- _INSTRUCTIONS TO FOLLOW_
Go through the entries below and return every line that contains "matches".
━━━━━━
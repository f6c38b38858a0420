use secrecy::Secret;
use serde::Deserialize;
use service_core::config as core_config;
use service_core::error::AppError;
use std::env;

pub const DEFAULT_SESSION_MAX_AGE_SECONDS: i64 = 604_800;
pub const DEFAULT_UPLOAD_MAX_BYTES: usize = 5 * 1024 * 1024;

#[derive(Debug, Clone, Deserialize)]
pub struct StudioConfig {
    #[serde(flatten)]
    pub common: core_config::Config,
    pub environment: Environment,
    pub service_name: String,
    pub service_version: String,
    pub log_level: String,
    pub otlp_endpoint: Option<String>,
    pub database: DatabaseConfig,
    pub session: SessionConfig,
    pub security: SecurityConfig,
    pub uploads: UploadConfig,
    pub static_dir: String,
}

#[derive(Debug, Clone, Deserialize, PartialEq)]
#[serde(rename_all = "lowercase")]
pub enum Environment {
    Dev,
    Prod,
}

#[derive(Debug, Clone, Deserialize)]
pub struct DatabaseConfig {
    pub url: String,
    pub max_connections: u32,
    pub min_connections: u32,
}

#[derive(Debug, Clone, Deserialize)]
pub struct SessionConfig {
    /// HMAC secret for session tokens. `None` makes every verification fail.
    pub secret: Option<Secret<String>>,
    pub max_age_seconds: i64,
}

#[derive(Debug, Clone, Deserialize)]
pub struct SecurityConfig {
    pub allowed_origins: Vec<String>,
}

#[derive(Debug, Clone, Deserialize)]
pub struct UploadConfig {
    pub dir: String,
    pub max_bytes: usize,
}

impl StudioConfig {
    pub fn from_env() -> Result<Self, AppError> {
        let common_config = core_config::Config::load()?;

        let env_str = env::var("ENVIRONMENT").unwrap_or_else(|_| "dev".to_string());
        let environment: Environment = env_str
            .parse()
            .map_err(|e: String| AppError::ConfigError(anyhow::anyhow!(e)))?;

        let is_prod = environment == Environment::Prod;

        let secret = env::var("JWT_SECRET")
            .ok()
            .filter(|s| !s.is_empty())
            .map(Secret::new);

        let config = StudioConfig {
            common: common_config,
            environment: environment.clone(),
            service_name: get_env("SERVICE_NAME", Some("studio-service"), is_prod)?,
            service_version: get_env("SERVICE_VERSION", Some(env!("CARGO_PKG_VERSION")), is_prod)?,
            log_level: get_env("LOG_LEVEL", Some("info"), is_prod)?,
            otlp_endpoint: env::var("OTLP_ENDPOINT").ok().filter(|s| !s.is_empty()),
            database: DatabaseConfig {
                url: get_env("DATABASE_URL", None, is_prod)?,
                max_connections: parse_env("DATABASE_MAX_CONNECTIONS", "10", is_prod)?,
                min_connections: parse_env("DATABASE_MIN_CONNECTIONS", "1", is_prod)?,
            },
            session: SessionConfig {
                secret,
                max_age_seconds: parse_env(
                    "SESSION_MAX_AGE_SECONDS",
                    &DEFAULT_SESSION_MAX_AGE_SECONDS.to_string(),
                    is_prod,
                )?,
            },
            security: SecurityConfig {
                allowed_origins: get_env(
                    "ALLOWED_ORIGINS",
                    Some("http://localhost:3000"),
                    is_prod,
                )?
                .split(',')
                .map(|s| s.trim().to_string())
                .filter(|s| !s.is_empty())
                .collect(),
            },
            uploads: UploadConfig {
                dir: get_env("UPLOAD_DIR", Some("uploads"), is_prod)?,
                max_bytes: parse_env(
                    "UPLOAD_MAX_BYTES",
                    &DEFAULT_UPLOAD_MAX_BYTES.to_string(),
                    is_prod,
                )?,
            },
            static_dir: get_env("STATIC_DIR", Some("studio-service/static"), is_prod)?,
        };

        config.validate()?;
        Ok(config)
    }

    pub fn is_production(&self) -> bool {
        self.environment == Environment::Prod
    }

    /// Problems that do not stop startup. Logged once tracing is up.
    pub fn startup_warnings(&self) -> Vec<&'static str> {
        let mut warnings = Vec::new();
        if self.session.secret.is_none() {
            warnings.push("JWT_SECRET is not set; all session tokens will be rejected");
        }
        warnings
    }

    fn validate(&self) -> Result<(), AppError> {
        if self.common.port == 0 {
            return Err(AppError::ConfigError(anyhow::anyhow!(
                "PORT must be greater than 0"
            )));
        }

        if self.session.max_age_seconds <= 0 {
            return Err(AppError::ConfigError(anyhow::anyhow!(
                "SESSION_MAX_AGE_SECONDS must be positive"
            )));
        }

        if self.database.min_connections > self.database.max_connections {
            return Err(AppError::ConfigError(anyhow::anyhow!(
                "DATABASE_MIN_CONNECTIONS cannot exceed DATABASE_MAX_CONNECTIONS"
            )));
        }

        // Credentialed CORS cannot be combined with a wildcard origin.
        if self.security.allowed_origins.iter().any(|o| o == "*") {
            return Err(AppError::ConfigError(anyhow::anyhow!(
                "Wildcard CORS origin not allowed"
            )));
        }

        Ok(())
    }
}

fn get_env(key: &str, default: Option<&str>, is_prod: bool) -> Result<String, AppError> {
    match env::var(key) {
        Ok(val) => Ok(val),
        Err(_) => {
            if is_prod {
                Err(AppError::ConfigError(anyhow::anyhow!(format!(
                    "{} is required in production but not set",
                    key
                ))))
            } else if let Some(def) = default {
                Ok(def.to_string())
            } else {
                Err(AppError::ConfigError(anyhow::anyhow!(format!(
                    "{} is required but not set",
                    key
                ))))
            }
        }
    }
}

fn parse_env<T>(key: &str, default: &str, is_prod: bool) -> Result<T, AppError>
where
    T: std::str::FromStr,
    T::Err: std::fmt::Display,
{
    get_env(key, Some(default), is_prod)?
        .parse()
        .map_err(|e: T::Err| AppError::ConfigError(anyhow::anyhow!("{}: {}", key, e)))
}

impl std::str::FromStr for Environment {
    type Err = String;

    fn from_str(s: &str) -> Result<Self, Self::Err> {
        match s.to_lowercase().as_str() {
            "dev" => Ok(Environment::Dev),
            "prod" => Ok(Environment::Prod),
            _ => Err(format!("Invalid environment: {}", s)),
        }
    }
}

#[cfg(test)]
mod tests {
    use super::*;

    fn sample_config(environment: Environment) -> StudioConfig {
        StudioConfig {
            common: core_config::Config::default(),
            environment,
            service_name: "studio-service".to_string(),
            service_version: "0.1.0".to_string(),
            log_level: "info".to_string(),
            otlp_endpoint: None,
            database: DatabaseConfig {
                url: "postgres://localhost/studio".to_string(),
                max_connections: 10,
                min_connections: 1,
            },
            session: SessionConfig {
                secret: Some(Secret::new("secret".to_string())),
                max_age_seconds: DEFAULT_SESSION_MAX_AGE_SECONDS,
            },
            security: SecurityConfig {
                allowed_origins: vec!["http://localhost:3000".to_string()],
            },
            uploads: UploadConfig {
                dir: "uploads".to_string(),
                max_bytes: DEFAULT_UPLOAD_MAX_BYTES,
            },
            static_dir: "static".to_string(),
        }
    }

    #[test]
    fn test_sample_config_is_valid() {
        assert!(sample_config(Environment::Dev).validate().is_ok());
        assert!(sample_config(Environment::Prod).validate().is_ok());
    }

    #[test]
    fn test_wildcard_origin_rejected_in_every_environment() {
        for environment in [Environment::Dev, Environment::Prod] {
            let mut config = sample_config(environment);
            config.security.allowed_origins = vec![
                "http://localhost:3000".to_string(),
                "*".to_string(),
            ];
            let err = config.validate().unwrap_err();
            assert!(matches!(err, AppError::ConfigError(_)));
        }
    }

    #[test]
    fn test_missing_secret_is_a_startup_warning() {
        let mut config = sample_config(Environment::Dev);
        assert!(config.startup_warnings().is_empty());

        config.session.secret = None;
        let warnings = config.startup_warnings();
        assert_eq!(warnings.len(), 1);
        assert!(warnings[0].contains("JWT_SECRET"));
    }

    #[test]
    fn test_environment_parsing() {
        assert_eq!("PROD".parse::<Environment>(), Ok(Environment::Prod));
        assert_eq!("dev".parse::<Environment>(), Ok(Environment::Dev));
        assert!("staging".parse::<Environment>().is_err());
    }

    #[test]
    fn test_parse_env_falls_back_to_default() {
        let value: i64 = parse_env("STUDIO_TEST_UNSET_VARIABLE", "604800", false).unwrap();
        assert_eq!(value, DEFAULT_SESSION_MAX_AGE_SECONDS);
    }

    #[test]
    fn test_missing_variable_in_production_is_an_error() {
        let err = get_env("STUDIO_TEST_UNSET_VARIABLE", Some("x"), true).unwrap_err();
        assert!(matches!(err, AppError::ConfigError(_)));
    }
}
━━━━━━
- _WRITTEN SOLUTION_
            assert!(matches!(err, AppError::ConfigError(_)));
        assert!(matches!(err, AppError::ConfigError(_)));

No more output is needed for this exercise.